The specific arrangement of Labubu's teeth matters too. They are not the round, even teeth of a smiling cartoon — they are irregular, pointed, and serrated in a way that reads as genuinely organic, as if they grew rather than were designed. This organic quality extends the creature-from-nature impression beyond the body shape and into the face itself. Every detail reinforces the character's claim to be a living thing from a real world, not an illustration of a made-up creature.
Different editions of Labubu modulate the teeth's emotional impact through surrounding context. In a dark or high-contrast palette, the teeth read as the dominant feature — the face is organized around them. In a lighter or softer palette, they recede into the composition and function more as texture than as focal point. This context-sensitivity means the teeth carry different messages in different editions, which is part of why the same design can produce figures as different in emotional register as Angel Bubu and Pink Fang Bubu.

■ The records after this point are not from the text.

//! Engine errors.
//!
//! All errors implement [`ErrorCode`] for unified handling.
//!
//! # Error Codes
//!
//! | Type / Variant | Code | Recoverable |
//! |----------------|------|-------------|
//! | [`ConstructionError::Empty`] | `CONSTRUCTION_EMPTY` | No |
//! | [`ConstructionError::Invalid`] | `CONSTRUCTION_INVALID` | No |
//! | [`ConstructionError::OutOfRange`] | `CONSTRUCTION_OUT_OF_RANGE` | No |
//! | [`InterpreterFailure::Unavailable`] | `INTERPRETER_UNAVAILABLE` | Yes |
//! | [`InterpreterFailure::Failed`] | `INTERPRETER_FAILED` | Yes |
//! | [`InterpreterFailure::Rejected`] | `INTERPRETER_REJECTED` | No |
//! | [`InterpreterFailure::Aborted`] | `INTERPRETER_ABORTED` | No |
//! | [`UnboundAlgebraError`] | `BINDING_UNBOUND_ALGEBRA` | No |
//! | [`FailureCause::Unbound`] | `EXECUTION_UNBOUND_ALGEBRA` | No |
//! | [`FailureCause::Interpreter`] | `EXECUTION_INTERPRETER_FAILED` | Inherited |
//! | [`FailureCause::Child`] | `EXECUTION_CHILD_FAILED` | Inherited |
//! | [`FailureCause::Cancelled`] | `EXECUTION_CANCELLED` | No |
//! | [`FailureCause::StepLimitExceeded`] | `EXECUTION_STEP_LIMIT` | No |
//! | [`FailureCause::NestingTooDeep`] | `EXECUTION_NESTING_TOO_DEEP` | No |
//!
//! # Propagation
//!
//! - `ConstructionError` is returned by smart constructors while a
//!   program is built and never reaches the engine.
//! - Every other failure halts the run: the failing step's continuation
//!   is never invoked, and the caller receives an [`ExecutionError`]
//!   naming the step that failed.
//! - A failure inside a child program becomes the parent step's failure
//!   ([`FailureCause::Child`]), keeping the child's own frame inside.

use crate::algebra::CommandInfo;
use hfm_types::{AlgebraId, ErrorCode, RunId};
use serde::{Deserialize, Serialize};
use std::fmt;
use thiserror::Error;

/// Invalid command payload, rejected before the command exists.
#[derive(Debug, Clone, PartialEq, Eq, Error)]
pub enum ConstructionError {
    /// A required collection or string was empty.
    #[error("{field} must not be empty")]
    Empty { field: &'static str },

    /// A payload value failed validation.
    #[error("invalid {field}: {reason}")]
    Invalid { field: &'static str, reason: String },

    /// A numeric payload was outside its accepted range.
    #[error("{field} out of range: {value} not in {min}..={max}")]
    OutOfRange {
        field: &'static str,
        value: i64,
        min: i64,
        max: i64,
    },
}

impl ConstructionError {
    /// Creates an invalid-payload error.
    pub fn invalid(field: &'static str, reason: impl Into<String>) -> Self {
        Self::Invalid {
            field,
            reason: reason.into(),
        }
    }
}

impl ErrorCode for ConstructionError {
    fn code(&self) -> &'static str {
        match self {
            Self::Empty { .. } => "CONSTRUCTION_EMPTY",
            Self::Invalid { .. } => "CONSTRUCTION_INVALID",
            Self::OutOfRange { .. } => "CONSTRUCTION_OUT_OF_RANGE",
        }
    }

    fn is_recoverable(&self) -> bool {
        false
    }
}

/// Domain failure reported by an interpreter for one command.
#[derive(Debug, Clone, PartialEq, Eq, Serialize, Deserialize, Error)]
pub enum InterpreterFailure {
    /// A resource the interpreter needs is temporarily missing.
    ///
    /// **Recoverable** - a rebuilt program may succeed later.
    #[error("resource unavailable: {0}")]
    Unavailable(String),

    /// The operation was attempted and failed.
    ///
    /// **Recoverable** - transient I/O style failure.
    #[error("operation failed: {0}")]
    Failed(String),

    /// The interpreter refuses this command outright.
    ///
    /// **Not recoverable** - the same command will be refused again.
    #[error("command rejected: {0}")]
    Rejected(String),

    /// The interpreter was told to stop.
    #[error("interpreter aborted")]
    Aborted,
}

impl InterpreterFailure {
    /// Creates an [`Unavailable`](Self::Unavailable) failure.
    pub fn unavailable(reason: impl Into<String>) -> Self {
        Self::Unavailable(reason.into())
    }

    /// Creates a [`Failed`](Self::Failed) failure.
    pub fn failed(reason: impl Into<String>) -> Self {
        Self::Failed(reason.into())
    }

    /// Creates a [`Rejected`](Self::Rejected) failure.
    pub fn rejected(reason: impl Into<String>) -> Self {
        Self::Rejected(reason.into())
    }
}

impl ErrorCode for InterpreterFailure {
    fn code(&self) -> &'static str {
        match self {
            Self::Unavailable(_) => "INTERPRETER_UNAVAILABLE",
            Self::Failed(_) => "INTERPRETER_FAILED",
            Self::Rejected(_) => "INTERPRETER_REJECTED",
            Self::Aborted => "INTERPRETER_ABORTED",
        }
    }

    fn is_recoverable(&self) -> bool {
        matches!(self, Self::Unavailable(_) | Self::Failed(_))
    }
}

/// No interpreter registered for an algebra (and selector).
#[derive(Debug, Clone, PartialEq, Eq, Error)]
#[error("no interpreter bound for {algebra}{}", selector_suffix(.selector))]
pub struct UnboundAlgebraError {
    /// The algebra that had no binding.
    pub algebra: AlgebraId,
    /// The selector that was looked up; `None` is the default binding.
    pub selector: Option<String>,
}

fn selector_suffix(selector: &Option<String>) -> String {
    selector
        .as_deref()
        .map(|s| format!(" (selector '{s}')"))
        .unwrap_or_default()
}

impl ErrorCode for UnboundAlgebraError {
    fn code(&self) -> &'static str {
        "BINDING_UNBOUND_ALGEBRA"
    }

    fn is_recoverable(&self) -> bool {
        false
    }
}

/// Why a step failed.
///
/// This is also the error type of [`Algebra::dispatch`](crate::Algebra::dispatch):
/// interpreter failures and child failures convert into it with `?`.
#[derive(Debug, Error)]
pub enum FailureCause {
    /// The step's algebra had no interpreter bound.
    #[error(transparent)]
    Unbound(#[from] UnboundAlgebraError),

    /// The interpreter reported a failure.
    #[error(transparent)]
    Interpreter(#[from] InterpreterFailure),

    /// An embedded child program failed.
    #[error("child program failed: {0}")]
    Child(Box<ExecutionError>),

    /// The run was cancelled before this step.
    #[error("execution cancelled")]
    Cancelled,

    /// The program level exceeded its step budget.
    #[error("step limit of {limit} exceeded")]
    StepLimitExceeded { limit: usize },

    /// A child program would exceed the nesting bound.
    #[error("nesting depth limit of {limit} exceeded")]
    NestingTooDeep { limit: usize },
}

impl From<ExecutionError> for FailureCause {
    fn from(err: ExecutionError) -> Self {
        Self::Child(Box::new(err))
    }
}

impl ErrorCode for FailureCause {
    fn code(&self) -> &'static str {
        match self {
            Self::Unbound(_) => "EXECUTION_UNBOUND_ALGEBRA",
            Self::Interpreter(_) => "EXECUTION_INTERPRETER_FAILED",
            Self::Child(_) => "EXECUTION_CHILD_FAILED",
            Self::Cancelled => "EXECUTION_CANCELLED",
            Self::StepLimitExceeded { .. } => "EXECUTION_STEP_LIMIT",
            Self::NestingTooDeep { .. } => "EXECUTION_NESTING_TOO_DEEP",
        }
    }

    fn is_recoverable(&self) -> bool {
        match self {
            Self::Interpreter(failure) => failure.is_recoverable(),
            Self::Child(err) => err.is_recoverable(),
            Self::Unbound(_)
            | Self::Cancelled
            | Self::StepLimitExceeded { .. }
            | Self::NestingTooDeep { .. } => false,
        }
    }
}

/// Position of one dispatched command.
///
/// `index` counts steps from 0 within one program level; `depth` is 0 for
/// the program handed to the engine and grows by one per child program.
#[derive(Debug, Clone, PartialEq, Eq, Serialize)]
pub struct StepFrame {
    /// Run the step belongs to.
    pub run: RunId,
    /// Nesting depth.
    pub depth: usize,
    /// Step index within its program level.
    pub index: usize,
    /// The command at this step.
    pub command: CommandInfo,
}

impl fmt::Display for StepFrame {
    fn fmt(&self, f: &mut fmt::Formatter<'_>) -> fmt::Result {
        write!(
            f,
            "step {} at depth {} ({})",
            self.index, self.depth, self.command
        )
    }
}

/// Failure surfaced to the caller of [`Engine::execute`](crate::Engine::execute).
#[derive(Debug, Error)]
#[error("{frame}: {cause}")]
pub struct ExecutionError {
    frame: StepFrame,
    cause: FailureCause,
}

impl ExecutionError {
    /// Creates an error for the step at `frame`.
    #[must_use]
    pub fn new(frame: StepFrame, cause: FailureCause) -> Self {
        Self { frame, cause }
    }

    /// The step that failed at this level.
    #[must_use]
    pub fn frame(&self) -> &StepFrame {
        &self.frame
    }

    /// The failing command at this level.
    #[must_use]
    pub fn command(&self) -> &CommandInfo {
        &self.frame.command
    }

    /// Why the step failed.
    #[must_use]
    pub fn cause(&self) -> &FailureCause {
        &self.cause
    }

    /// Consumes the error, returning the cause.
    #[must_use]
    pub fn into_cause(self) -> FailureCause {
        self.cause
    }

    /// Frames from this level down to the innermost failing step.
    #[must_use]
    pub fn path(&self) -> Vec<&StepFrame> {
        let mut path = vec![&self.frame];
        let mut current = self;
        while let FailureCause::Child(child) = &current.cause {
            path.push(&child.frame);
            current = child;
        }
        path
    }

    /// The innermost error in a chain of child failures.
    #[must_use]
    pub fn innermost(&self) -> &ExecutionError {
        let mut current = self;
        while let FailureCause::Child(child) = &current.cause {
            current = child;
        }
        current
    }

    /// The cause reported by the innermost failing step.
    #[must_use]
    pub fn root_cause(&self) -> &FailureCause {
        &self.innermost().cause
    }

    /// Returns `true` if the run was cancelled.
    #[must_use]
    pub fn is_cancelled(&self) -> bool {
        matches!(self.root_cause(), FailureCause::Cancelled)
    }
}

impl ErrorCode for ExecutionError {
    fn code(&self) -> &'static str {
        self.cause.code()
    }

    fn is_recoverable(&self) -> bool {
        self.cause.is_recoverable()
    }
}

#[cfg(test)]
mod tests {
    use super::*;
    use hfm_types::assert_error_codes;

    fn frame(depth: usize, index: usize, name: &'static str) -> StepFrame {
        StepFrame {
            run: RunId::new(),
            depth,
            index,
            command: CommandInfo::new(AlgebraId::new("test"), name),
        }
    }

    fn all_causes() -> Vec<FailureCause> {
        vec![
            FailureCause::Unbound(UnboundAlgebraError {
                algebra: AlgebraId::new("test"),
                selector: None,
            }),
            FailureCause::Interpreter(InterpreterFailure::failed("x")),
            FailureCause::Child(Box::new(ExecutionError::new(
                frame(1, 0, "Inner"),
                FailureCause::Cancelled,
            ))),
            FailureCause::Cancelled,
            FailureCause::StepLimitExceeded { limit: 1 },
            FailureCause::NestingTooDeep { limit: 1 },
        ]
    }

    #[test]
    fn all_error_codes_valid() {
        assert_error_codes(&all_causes(), "EXECUTION_");
        assert_error_codes(
            &[
                InterpreterFailure::unavailable("x"),
                InterpreterFailure::failed("x"),
                InterpreterFailure::rejected("x"),
                InterpreterFailure::Aborted,
            ],
            "INTERPRETER_",
        );
        assert_error_codes(
            &[
                ConstructionError::Empty { field: "x" },
                ConstructionError::invalid("x", "y"),
                ConstructionError::OutOfRange {
                    field: "x",
                    value: 0,
                    min: 1,
                    max: 2,
                },
            ],
            "CONSTRUCTION_",
        );
    }

    #[test]
    fn interpreter_recoverability() {
        assert!(InterpreterFailure::unavailable("oven").is_recoverable());
        assert!(InterpreterFailure::failed("io").is_recoverable());
        assert!(!InterpreterFailure::rejected("bad").is_recoverable());
        assert!(!InterpreterFailure::Aborted.is_recoverable());
    }

    #[test]
    fn child_recoverability_is_inherited() {
        let inner = ExecutionError::new(
            frame(1, 2, "Bake"),
            InterpreterFailure::unavailable("oven").into(),
        );
        let outer = ExecutionError::new(frame(0, 0, "MakePizza"), inner.into());
        assert!(outer.is_recoverable());
        assert_eq!(outer.code(), "EXECUTION_CHILD_FAILED");
    }

    #[test]
    fn path_and_root_cause() {
        let inner = ExecutionError::new(
            frame(1, 2, "Bake"),
            InterpreterFailure::rejected("burnt").into(),
        );
        let outer = ExecutionError::new(frame(0, 1, "MakePizza"), inner.into());

        let path: Vec<_> = outer.path().iter().map(|f| f.command.name).collect();
        assert_eq!(path, vec!["MakePizza", "Bake"]);
        assert_eq!(outer.innermost().frame().index, 2);
        assert!(matches!(
            outer.root_cause(),
            FailureCause::Interpreter(InterpreterFailure::Rejected(_))
        ));
        assert!(!outer.is_cancelled());
    }

    #[test]
    fn unbound_display_includes_selector() {
        let err = UnboundAlgebraError {
            algebra: AlgebraId::new("pizza"),
            selector: Some("luigi".into()),
        };
        assert_eq!(
            err.to_string(),
            "no interpreter bound for algebra:pizza (selector 'luigi')"
        );
        assert_eq!(err.code(), "BINDING_UNBOUND_ALGEBRA");
    }

    #[test]
    fn execution_error_display() {
        let err = ExecutionError::new(frame(0, 1, "Ring"), FailureCause::Cancelled);
        assert_eq!(
            err.to_string(),
            "step 1 at depth 0 (test::Ring): execution cancelled"
        );
    }
}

Cultural Resonance: Why Toothed Creatures Matter
Sharp-toothed creatures occupy a specific symbolic space across multiple cultural traditions, and Labubu draws on all of them simultaneously. In European folklore, toothed creatures that are nonetheless friendly or helpful — the teeth are present but the creature chooses not to bite — represent the possibility of relating to the wild on its own terms, without domesticating it. In Japanese yokai tradition, many beloved spirits have sharp teeth precisely to signal their fundamental otherness from human society. In Chinese mythological traditions, dragon-adjacent creatures with prominent dentition signal power and dignity rather than danger.
Labubu's global cross-cultural resonance is in part a function of this teeth-as-symbol landing differently but positively in all of these contexts. European collectors read the teeth through their fairy tale creature lens; Japanese collectors through their yokai lens; Chinese and broader Asian collectors through their mythological creature lens. In each context, the teeth signify not threat but authenticity — a creature that is genuinely what it appears to be.
This cross-cultural teeth symbolism also explains why Labubu translated so successfully into fashion and lifestyle contexts when its mainstream moment arrived. The teeth read as attitude — a visual shorthand for not-trying-too-hard, for a kind of effortless edge that fashion culture prizes. Wearing Labubu as a bag charm or hoodie graphic is wearing a symbol of unperformed authenticity.
The Teeth in Today's Editions
Across the four Voxelyo editions, the teeth are present in all four figures but contextualized very differently. Duck Bubu's teeth are in a grin-forward arrangement that reads as the closest to straightforward delight — the surrounding yellow palette and open expression make them feel celebratory. Angel Bubu's teeth, surrounded by the white-gold palette, read as almost regal — the marks of a creature from another realm that happens to share this visual signature with its earthlier kin.
Snow Wing Bubu's teeth in their cool-toned context read as a restraint reveal — the character is normally reserved, and the teeth are a glimpse of its deeper, wilder nature. Pink Fang Bubu's teeth are the most forward-facing of the four: the bold palette and name itself emphasize them, making them the definitive feature of this edition rather than one element among many. The 'Fang' in the name is both description and declaration.
Collecting all four editions is, among other things, a study in how the same feature can carry different meanings in different contexts — a miniature education in how design works. The teeth that tell you who Labubu is in each figure are the same teeth, generating different specific truths about the character's range. This is sophisticated character design at work, using repetition with variation to produce something richer than any single edition alone could achieve.